Seria um exagero afirmar que o Judiciário brasileiro se encontra num ponto de tamanha dissonância. O dilema é muito menos dramático e muito fácil de resolver. O Judiciário está com um problema de Comunicação acondicionado num problema político. O problema político está no desafio de adaptar-se de forma saudável a uma sociedade em transição para a democracia, vincada pelos profundos impasses da desigualdade social e do empobrecimento que não poupa ninguém, nem qualquer dos poderes constitucionais. O problema de Comunicação se resume à atitude prática de falar de si mesmo, seja para divulgar o que é positivo, seja para admitir seus desacertos.

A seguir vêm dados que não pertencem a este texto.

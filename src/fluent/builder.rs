//! Orchestration and router delegation: setup_middleware(), start(), layer(), route(), etc.

use super::router::FluentRouter;
use super::shutdown::{ShutdownPhase, wait_for_signal};
use crate::Result;

use {
    axum::{Router, body::Body, routing::Route},
    http::Request,
    std::{convert::Infallible, net::SocketAddr},
    tower::{Layer, Service},
};

impl<State> FluentRouter<State>
where
    State: Clone + Send + Sync + 'static,
{
    /// Installs the configured middleware stack around the routes added so far.
    ///
    /// Layers are added innermost first, so the last one listed runs first
    /// on an incoming request:
    ///
    /// 1. ETag tagging of read responses
    /// 2. Idempotency coordinator (mutating methods only)
    /// 3. Body size limit
    /// 4. Request logging
    /// 5. Readiness probe
    /// 6. Request timeout
    /// 7. Request id
    /// 8. Liveness probe
    /// 9. Panic recovery
    ///
    /// Add every application route before calling this; `axum` layers only
    /// wrap routes that already exist. Individual layers can be excluded:
    ///
    /// ```toml
    /// [http]
    /// exclude = ["etag", "timeout"]
    /// ```
    pub async fn setup_middleware(self) -> Result<Self> {
        const PACKAGE_NAME: &str = env!("CARGO_PKG_NAME");
        const VERSION: &str = env!("CARGO_PKG_VERSION");
        tracing::info!("Starting {PACKAGE_NAME} version {VERSION}...");

        let router = self
            .setup_etag()
            .setup_idempotency()
            .setup_max_payload_size()
            .setup_logging()
            .setup_readiness()
            .setup_timeout()
            .setup_request_id()
            .setup_liveness()
            .setup_catch_panic();

        Ok(router)
    }

    /// Binds `http.bind_addr:http.bind_port` and serves until a shutdown
    /// signal arrives.
    ///
    /// After the signal, in-flight requests get `http.shutdown_timeout` to
    /// finish; [`ShutdownPhase::GracePeriodEnded`] is emitted if they do not.
    ///
    /// # Errors
    ///
    /// Returns an I/O error when binding or serving fails.
    pub async fn start(self) -> Result<()> {
        let bind_addr = self.config.http.full_bind_addr();
        let listener = tokio::net::TcpListener::bind(&bind_addr).await?;

        tracing::info!("Bound to {}", listener.local_addr()?);
        tracing::info!("Waiting for connections");

        let shutdown_timeout = self.config.http.shutdown_timeout;
        let notifier = self.shutdown_notifier.clone();
        let mut shutdown_rx = notifier.subscribe();

        let service = self
            .inner
            .with_state(self.state)
            .into_make_service_with_connect_info::<SocketAddr>();

        let serve_future = axum::serve(listener, service)
            .with_graceful_shutdown(wait_for_signal(shutdown_timeout, notifier.clone()));

        // The grace period only starts counting once shutdown is initiated.
        tokio::select! {
            result = serve_future => {
                tracing::info!("Graceful shutdown completed");
                result?;
            }
            _ = async {
                loop {
                    match shutdown_rx.recv().await {
                        Ok(ShutdownPhase::Initiated) => break,
                        Ok(_) => continue,
                        Err(_) => return,
                    }
                }
                tokio::time::sleep(shutdown_timeout).await;
            } => {
                tracing::warn!("Graceful shutdown timeout expired, forcing shutdown");
                notifier.emit(ShutdownPhase::GracePeriodEnded);
            }
        }

        Ok(())
    }

    /// Forwards to `axum::Router::layer()`.
    #[must_use]
    pub fn layer<L>(mut self, layer: L) -> Self
    where
        L: Layer<Route> + Clone + Send + Sync + 'static,
        L::Service: Service<Request<Body>> + Clone + Send + Sync + 'static,
        <L::Service as Service<Request<Body>>>::Response: axum::response::IntoResponse + 'static,
        <L::Service as Service<Request<Body>>>::Error: Into<Infallible> + 'static,
        <L::Service as Service<Request<Body>>>::Future: Send + 'static,
    {
        self.inner = self.inner.layer(layer);
        self
    }

    /// Adds a route at `path`.
    ///
    /// ```
    /// use supplygraph_edge::{Config, FluentRouter};
    /// use axum::routing::get;
    ///
    /// let router = FluentRouter::without_state(Config::default())
    ///     .unwrap()
    ///     .route("/api/companies", get(|| async { "[]" }))
    ///     .into_inner();
    /// ```
    #[must_use]
    pub fn route(mut self, path: &str, route: axum::routing::MethodRouter<State>) -> Self {
        self.inner = self.inner.route(path, route);
        self
    }

    /// Forwards to `axum::Router::route_layer()`.
    #[must_use]
    pub fn route_layer<L>(mut self, layer: L) -> Self
    where
        L: Layer<Route> + Clone + Send + Sync + 'static,
        L::Service: Service<Request<Body>> + Clone + Send + Sync + 'static,
        <L::Service as Service<Request<Body>>>::Response: axum::response::IntoResponse + 'static,
        <L::Service as Service<Request<Body>>>::Error: Into<Infallible> + 'static,
        <L::Service as Service<Request<Body>>>::Future: Send + 'static,
    {
        self.inner = self.inner.route_layer(layer);
        self
    }

    #[must_use]
    pub fn nest(mut self, path: &str, router: Router<State>) -> Self {
        self.inner = self.inner.nest(path, router);
        self
    }

    #[must_use]
    pub fn nest_service<T>(mut self, path: &str, service: T) -> Self
    where
        T: Service<Request<Body>, Response = axum::response::Response, Error = Infallible>
            + Clone
            + Send
            + Sync
            + 'static,
        T::Future: Send + 'static,
    {
        self.inner = self.inner.nest_service(path, service);
        self
    }

    #[must_use]
    pub fn merge(mut self, other: Router<State>) -> Self {
        self.inner = self.inner.merge(other);
        self
    }

    #[must_use]
    pub fn route_service<T>(mut self, path: &str, service: T) -> Self
    where
        T: Service<Request<Body>, Response = axum::response::Response, Error = Infallible>
            + Clone
            + Send
            + Sync
            + 'static,
        T::Future: Send + 'static,
    {
        self.inner = self.inner.route_service(path, service);
        self
    }

    /// Unwraps the underlying router. The idempotency sweeper owned by this
    /// `FluentRouter` stops here; stored entries still expire on lookup.
    pub fn into_inner(self) -> Router<State> {
        self.inner
    }
}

Claro, é uma decisão política. Mas uma decisão acima de tudo saudável. Quando começar a agir assim, ficará mais difícil criticar o Judiciário porque existirão argumentos para expor princípios e atitudes. E quando as críticas ocorrerem – o que é da essência do regime democrático – os argumentos serviram de alicerce para a defesa.

A palavra chave desse processo de Comunicar é profissionalização. A Comunicação é fraca quando ela é feita empiricamente, quando é inspirada pelo calor das emoções e não pelos fatos, quando, sobretudo, é fruto de um cordão de isolamento que separa empresas e o poder público do cidadão e da sociedade. Essa relação de distanciamento perdeu o sentido de existir com a redemocratização do País, mas infelizmente ainda projeta a sua sombra por toda parte, não apenas na Justiça.

Os aplausos que as palavras de Duda Mendonça provocaram ao dizer que a justiça é cega, mas não é muda demonstra claramente que os integrantes do Poder Judiciário, em sua vasta maioria, estão conscientes da necessidade de cultivar e consolidar a cada dia a reputação de responsabilidade e coerência duramente conquistada. Falta apenas fazer a opção pelo diálogo com a sociedade e os demais poderes. Diálogo continuado e construtivo. Diálogo que não embaça a independência do julgamento, mas fortalece os vínculos com a tradição democrática.